Passend zur Polaroid Go gibt es jetzt den neuen Polaroid Go Film.

© Polaroid

Wie viel kostet die Polaroid Go?

Die neue Instant-Camera von Polaroid ist am 27. April 2021 erschienen und derzeit für etwa 120 Euro (UVP) erhältlich. Im Starter-Set zusammen mit einem Doppelpack-Film (entspricht 16 Bildern) kostet sie etwa 140 Euro. Der Preis des Sofortbild-Films liegt bei etwa 20 Euro für einen Doppelpack (2 x 8 Sheets).
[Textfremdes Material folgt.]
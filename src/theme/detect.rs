//! macOS system appearance detection

use std::process::Command;

use super::{Appearance, AppearanceSource};

/// Detect the macOS system appearance.
///
/// `defaults read -g AppleInterfaceStyle` prints `Dark` in dark mode and
/// fails when the key is absent (light mode). Any failure, including running
/// on a non-macOS host, reads as light.
pub fn detect_system_appearance() -> Appearance {
    Command::new("defaults")
        .args(["read", "-g", "AppleInterfaceStyle"])
        .output()
        .map(|output| {
            if output.status.success() {
                parse_interface_style(&String::from_utf8_lossy(&output.stdout))
            } else {
                Appearance::Light
            }
        })
        .unwrap_or(Appearance::Light)
}

fn parse_interface_style(stdout: &str) -> Appearance {
    if stdout.trim().eq_ignore_ascii_case("dark") {
        Appearance::Dark
    } else {
        Appearance::Light
    }
}

/// Appearance source backed by the macOS user defaults
#[derive(Debug, Clone, Copy, Default)]
pub struct SystemAppearance;

impl AppearanceSource for SystemAppearance {
    fn current(&self) -> Appearance {
        detect_system_appearance()
    }
}

#[cfg(test)]
mod tests {
    use super::*;

    #[test]
    fn test_detect_system_appearance() {
        // Only checks that detection never panics
        let _ = detect_system_appearance();
    }

    #[test]
    fn test_parse_interface_style() {
        assert_eq!(parse_interface_style("Dark\n"), Appearance::Dark);
        assert_eq!(parse_interface_style("dark"), Appearance::Dark);
        assert_eq!(parse_interface_style(""), Appearance::Light);
        assert_eq!(parse_interface_style("Light"), Appearance::Light);
    }
}
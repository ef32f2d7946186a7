//! Helpers shared by the unit test modules

use std::io;
use std::sync::{Arc, Mutex};

/// In-memory log sink for asserting on emitted lines
#[derive(Clone, Default)]
pub(crate) struct Captured(Arc<Mutex<Vec<u8>>>);

impl io::Write for Captured {
    fn write(&mut self, buf: &[u8]) -> io::Result<usize> {
        self.0.lock().unwrap().extend_from_slice(buf);
        Ok(buf.len())
    }

    fn flush(&mut self) -> io::Result<()> {
        Ok(())
    }
}

impl<'a> tracing_subscriber::fmt::MakeWriter<'a> for Captured {
    type Writer = Captured;

    fn make_writer(&'a self) -> Self::Writer {
        self.clone()
    }
}

impl Captured {
    pub(crate) fn lines(&self) -> Vec<String> {
        String::from_utf8_lossy(&self.0.lock().unwrap())
            .lines()
            .map(str::to_string)
            .collect()
    }
}

/// Run `fut` on a fresh current-thread runtime with logs captured
pub(crate) fn with_captured_logs<F: std::future::Future>(fut: F) -> (F::Output, Vec<String>) {
    let logs = Captured::default();
    let subscriber = tracing_subscriber::fmt()
        .with_writer(logs.clone())
        .with_ansi(false)
        .with_max_level(tracing::Level::DEBUG)
        .finish();
    let _guard = tracing::subscriber::set_default(subscriber);
    let rt = tokio::runtime::Builder::new_current_thread()
        .enable_all()
        .build()
        .unwrap();
    let output = rt.block_on(fut);
    (output, logs.lines())
}
pub mod config;
pub mod history;

use std::path::{Path, PathBuf};

use crate::error::Result;

/// Environment variable that overrides the config file location
pub const CONFIG_ENV: &str = "THEME_SCRIPT_RUNNER_CONFIG";

/// `~/.theme-script-runner/`
pub fn app_dir() -> PathBuf {
    dirs::home_dir()
        .unwrap_or_else(std::env::temp_dir)
        .join(".theme-script-runner")
}

/// Load and deserialize a TOML file
pub fn load_toml<T: serde::de::DeserializeOwned>(path: &Path) -> Result<T> {
    let content = std::fs::read_to_string(path)?;
    Ok(toml::from_str(&content)?)
}

/// Serialize and write a TOML file, creating the parent directory if needed
pub fn save_toml<T: serde::Serialize>(path: &Path, data: &T) -> Result<()> {
    if let Some(parent) = path.parent() {
        std::fs::create_dir_all(parent)?;
    }
    let content = toml::to_string_pretty(data)?;
    std::fs::write(path, content)?;
    Ok(())
}
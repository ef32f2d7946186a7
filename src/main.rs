use clap::Parser;
use tracing_subscriber::EnvFilter;

use theme_script_runner::cli::{self, Cli, Commands};
use theme_script_runner::error::{Result, RunnerError};
use theme_script_runner::runner::RunOutcome;
use theme_script_runner::storage;

/// Log to stderr; `RUST_LOG` wins over `--verbose`
fn init_logging(verbose: bool) {
    let default_level = if verbose { "debug" } else { "info" };
    let filter =
        EnvFilter::try_from_default_env().unwrap_or_else(|_| EnvFilter::new(default_level));
    tracing_subscriber::fmt()
        .with_env_filter(filter)
        .with_target(false)
        .with_writer(std::io::stderr)
        .init();
}

fn main() {
    let cli = Cli::parse();
    init_logging(cli.verbose);

    let config_path = storage::config::config_path(cli.config.as_deref());

    let result: Result<bool> = match cli.command.unwrap_or(Commands::Watch) {
        Commands::Watch => tokio::runtime::Runtime::new()
            .map_err(RunnerError::from)
            .and_then(|rt| rt.block_on(cli::watch::execute(&config_path)))
            .map(|()| true),
        Commands::Status => cli::status::execute(&config_path).map(|()| true),
        Commands::Run { appearance } => tokio::runtime::Runtime::new()
            .map_err(RunnerError::from)
            .and_then(|rt| rt.block_on(cli::run::execute(&config_path, appearance)))
            .map(|outcome| matches!(outcome, RunOutcome::Succeeded | RunOutcome::Unconfigured)),
        Commands::Config { action } => cli::config::execute(&config_path, action).map(|()| true),
        Commands::History { limit } => cli::history::execute(&config_path, limit).map(|()| true),
    };

    match result {
        Ok(true) => {}
        Ok(false) => std::process::exit(1),
        Err(e) => {
            eprintln!("Error: {}", e);
            std::process::exit(1);
        }
    }
}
Damit ist der Polaroid-Film etwas teurer als beispielsweise die Filme für die Sofortbildkameras von Fujifilm – wie die Instax Mini 40. Warum die Polaroid-Filme recht teuer sind, erklären wir im Video.
Derzeit gibt es für die Polaroid Go "nur" den klassischen Farbfilm. Mit Blick auf das restliche Sortiment von Polaroid, kann allerdings gehofft werden, dass auch noch weitere Filme im neuen Format erscheinen werden. 

Funktionen der Sofortbildkamera von Polaroid

Die neue Sofortbildkamera von Polaroid bietet einen Selfie-Spiegel, einen Selbstauslöser, einen dynamischen Blitz und die Möglichkeit, Doppelbelichtung anzufertigen. Der Kamera-interne Akku wird über den seitlichen Anschluss geladen und soll für 15 Film-Packs reichen. Wie die Bilder in unserem Test geworden sind erfahren Sie in unserem Video. Zudem erklären wir die Funktionen der Sofoftbildkamera und ziehen ein Fazit.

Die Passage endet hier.